Task to carry out: Search term "once": copy each line of the records that contains it.

[Dataset entries]
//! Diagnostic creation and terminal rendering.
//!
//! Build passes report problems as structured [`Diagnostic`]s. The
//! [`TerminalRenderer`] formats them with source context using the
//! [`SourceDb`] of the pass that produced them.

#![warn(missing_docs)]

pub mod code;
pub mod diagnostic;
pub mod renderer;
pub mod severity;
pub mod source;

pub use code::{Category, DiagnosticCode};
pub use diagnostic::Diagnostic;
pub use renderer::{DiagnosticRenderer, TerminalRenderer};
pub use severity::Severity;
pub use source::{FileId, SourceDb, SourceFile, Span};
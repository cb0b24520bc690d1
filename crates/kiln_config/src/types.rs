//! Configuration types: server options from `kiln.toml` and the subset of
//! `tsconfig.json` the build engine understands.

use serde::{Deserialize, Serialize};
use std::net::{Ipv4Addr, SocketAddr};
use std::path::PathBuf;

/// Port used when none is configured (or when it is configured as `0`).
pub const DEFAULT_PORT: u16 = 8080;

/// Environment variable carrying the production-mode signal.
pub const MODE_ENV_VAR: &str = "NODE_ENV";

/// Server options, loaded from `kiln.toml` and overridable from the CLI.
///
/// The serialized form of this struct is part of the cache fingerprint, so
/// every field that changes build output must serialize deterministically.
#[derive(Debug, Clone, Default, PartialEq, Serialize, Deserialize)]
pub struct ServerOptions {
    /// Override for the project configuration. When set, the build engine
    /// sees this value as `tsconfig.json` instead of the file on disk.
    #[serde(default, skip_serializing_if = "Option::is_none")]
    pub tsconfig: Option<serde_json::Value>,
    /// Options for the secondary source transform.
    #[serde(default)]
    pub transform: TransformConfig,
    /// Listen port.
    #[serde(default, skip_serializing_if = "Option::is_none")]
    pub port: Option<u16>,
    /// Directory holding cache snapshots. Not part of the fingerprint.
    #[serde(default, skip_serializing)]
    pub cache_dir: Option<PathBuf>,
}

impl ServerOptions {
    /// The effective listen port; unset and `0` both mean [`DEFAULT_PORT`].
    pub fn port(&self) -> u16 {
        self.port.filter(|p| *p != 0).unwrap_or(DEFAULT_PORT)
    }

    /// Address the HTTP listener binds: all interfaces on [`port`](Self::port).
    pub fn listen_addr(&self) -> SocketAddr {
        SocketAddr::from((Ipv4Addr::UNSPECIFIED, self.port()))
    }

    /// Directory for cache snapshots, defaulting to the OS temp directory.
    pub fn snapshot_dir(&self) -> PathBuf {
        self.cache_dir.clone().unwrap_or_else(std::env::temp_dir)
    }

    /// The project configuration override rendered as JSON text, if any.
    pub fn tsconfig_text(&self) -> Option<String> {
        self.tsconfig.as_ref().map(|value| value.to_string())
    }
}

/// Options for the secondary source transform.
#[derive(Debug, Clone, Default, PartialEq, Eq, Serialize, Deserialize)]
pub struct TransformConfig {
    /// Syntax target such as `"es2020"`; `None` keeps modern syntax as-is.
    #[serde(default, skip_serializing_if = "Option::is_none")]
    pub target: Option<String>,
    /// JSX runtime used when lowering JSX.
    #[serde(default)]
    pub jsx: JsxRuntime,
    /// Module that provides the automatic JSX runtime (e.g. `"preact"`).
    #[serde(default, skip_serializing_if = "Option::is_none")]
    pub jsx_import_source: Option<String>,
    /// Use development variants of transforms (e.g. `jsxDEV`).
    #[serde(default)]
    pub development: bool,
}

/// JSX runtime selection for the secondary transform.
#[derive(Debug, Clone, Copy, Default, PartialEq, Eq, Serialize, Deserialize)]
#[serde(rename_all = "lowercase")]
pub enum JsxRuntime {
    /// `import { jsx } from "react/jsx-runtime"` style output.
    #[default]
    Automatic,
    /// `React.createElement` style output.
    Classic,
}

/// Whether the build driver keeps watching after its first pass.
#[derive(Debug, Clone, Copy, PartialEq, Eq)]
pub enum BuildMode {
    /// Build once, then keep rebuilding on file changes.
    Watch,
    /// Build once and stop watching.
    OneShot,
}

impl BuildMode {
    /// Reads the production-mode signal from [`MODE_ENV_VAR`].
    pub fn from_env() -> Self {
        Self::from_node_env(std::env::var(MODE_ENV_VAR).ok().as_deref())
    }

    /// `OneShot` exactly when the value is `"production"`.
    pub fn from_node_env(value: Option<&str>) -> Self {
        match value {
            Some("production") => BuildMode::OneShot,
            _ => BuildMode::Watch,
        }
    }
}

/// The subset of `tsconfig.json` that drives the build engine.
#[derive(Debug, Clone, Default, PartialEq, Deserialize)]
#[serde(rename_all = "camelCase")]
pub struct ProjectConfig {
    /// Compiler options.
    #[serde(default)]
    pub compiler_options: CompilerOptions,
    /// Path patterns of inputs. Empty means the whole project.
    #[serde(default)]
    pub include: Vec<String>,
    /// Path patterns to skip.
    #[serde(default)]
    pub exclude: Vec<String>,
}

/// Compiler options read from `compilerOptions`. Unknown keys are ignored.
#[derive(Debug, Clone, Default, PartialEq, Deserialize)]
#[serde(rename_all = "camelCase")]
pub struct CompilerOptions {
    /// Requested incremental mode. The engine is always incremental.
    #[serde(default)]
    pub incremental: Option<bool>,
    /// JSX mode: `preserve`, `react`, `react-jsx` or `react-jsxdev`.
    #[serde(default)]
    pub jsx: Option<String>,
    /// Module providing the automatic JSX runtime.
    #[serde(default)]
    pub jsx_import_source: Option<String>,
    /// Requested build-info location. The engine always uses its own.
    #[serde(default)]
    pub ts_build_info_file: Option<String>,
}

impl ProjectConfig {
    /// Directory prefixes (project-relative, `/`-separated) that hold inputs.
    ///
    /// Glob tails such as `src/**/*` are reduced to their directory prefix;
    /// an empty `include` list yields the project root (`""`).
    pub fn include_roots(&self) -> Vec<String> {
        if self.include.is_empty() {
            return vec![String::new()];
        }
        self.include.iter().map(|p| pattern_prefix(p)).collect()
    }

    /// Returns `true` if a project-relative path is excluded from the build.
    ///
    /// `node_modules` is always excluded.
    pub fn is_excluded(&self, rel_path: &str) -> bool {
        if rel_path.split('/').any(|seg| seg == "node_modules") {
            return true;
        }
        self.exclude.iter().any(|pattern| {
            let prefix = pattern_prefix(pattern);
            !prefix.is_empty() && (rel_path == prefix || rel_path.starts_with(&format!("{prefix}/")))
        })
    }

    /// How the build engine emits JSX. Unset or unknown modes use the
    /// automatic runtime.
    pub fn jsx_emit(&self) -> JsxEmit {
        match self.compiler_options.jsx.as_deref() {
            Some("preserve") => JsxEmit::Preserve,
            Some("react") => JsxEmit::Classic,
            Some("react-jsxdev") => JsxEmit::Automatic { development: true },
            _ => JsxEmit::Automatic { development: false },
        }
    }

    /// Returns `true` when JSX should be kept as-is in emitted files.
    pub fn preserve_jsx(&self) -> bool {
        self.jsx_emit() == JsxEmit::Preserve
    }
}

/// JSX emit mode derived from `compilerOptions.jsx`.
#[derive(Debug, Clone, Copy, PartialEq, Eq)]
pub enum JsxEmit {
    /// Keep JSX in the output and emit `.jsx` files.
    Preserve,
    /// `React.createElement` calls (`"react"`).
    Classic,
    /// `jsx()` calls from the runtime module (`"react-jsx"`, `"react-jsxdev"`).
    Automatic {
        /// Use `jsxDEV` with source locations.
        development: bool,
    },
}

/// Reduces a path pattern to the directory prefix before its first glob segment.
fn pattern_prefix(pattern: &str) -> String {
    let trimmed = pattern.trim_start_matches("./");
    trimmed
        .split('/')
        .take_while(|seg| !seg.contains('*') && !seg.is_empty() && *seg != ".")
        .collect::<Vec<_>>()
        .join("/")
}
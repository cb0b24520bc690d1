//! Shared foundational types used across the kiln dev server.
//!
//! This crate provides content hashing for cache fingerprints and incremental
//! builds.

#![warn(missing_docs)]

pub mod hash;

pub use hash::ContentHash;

Solution to this problem:
    /// Build once, then keep rebuilding on file changes.
    /// Build once and stop watching.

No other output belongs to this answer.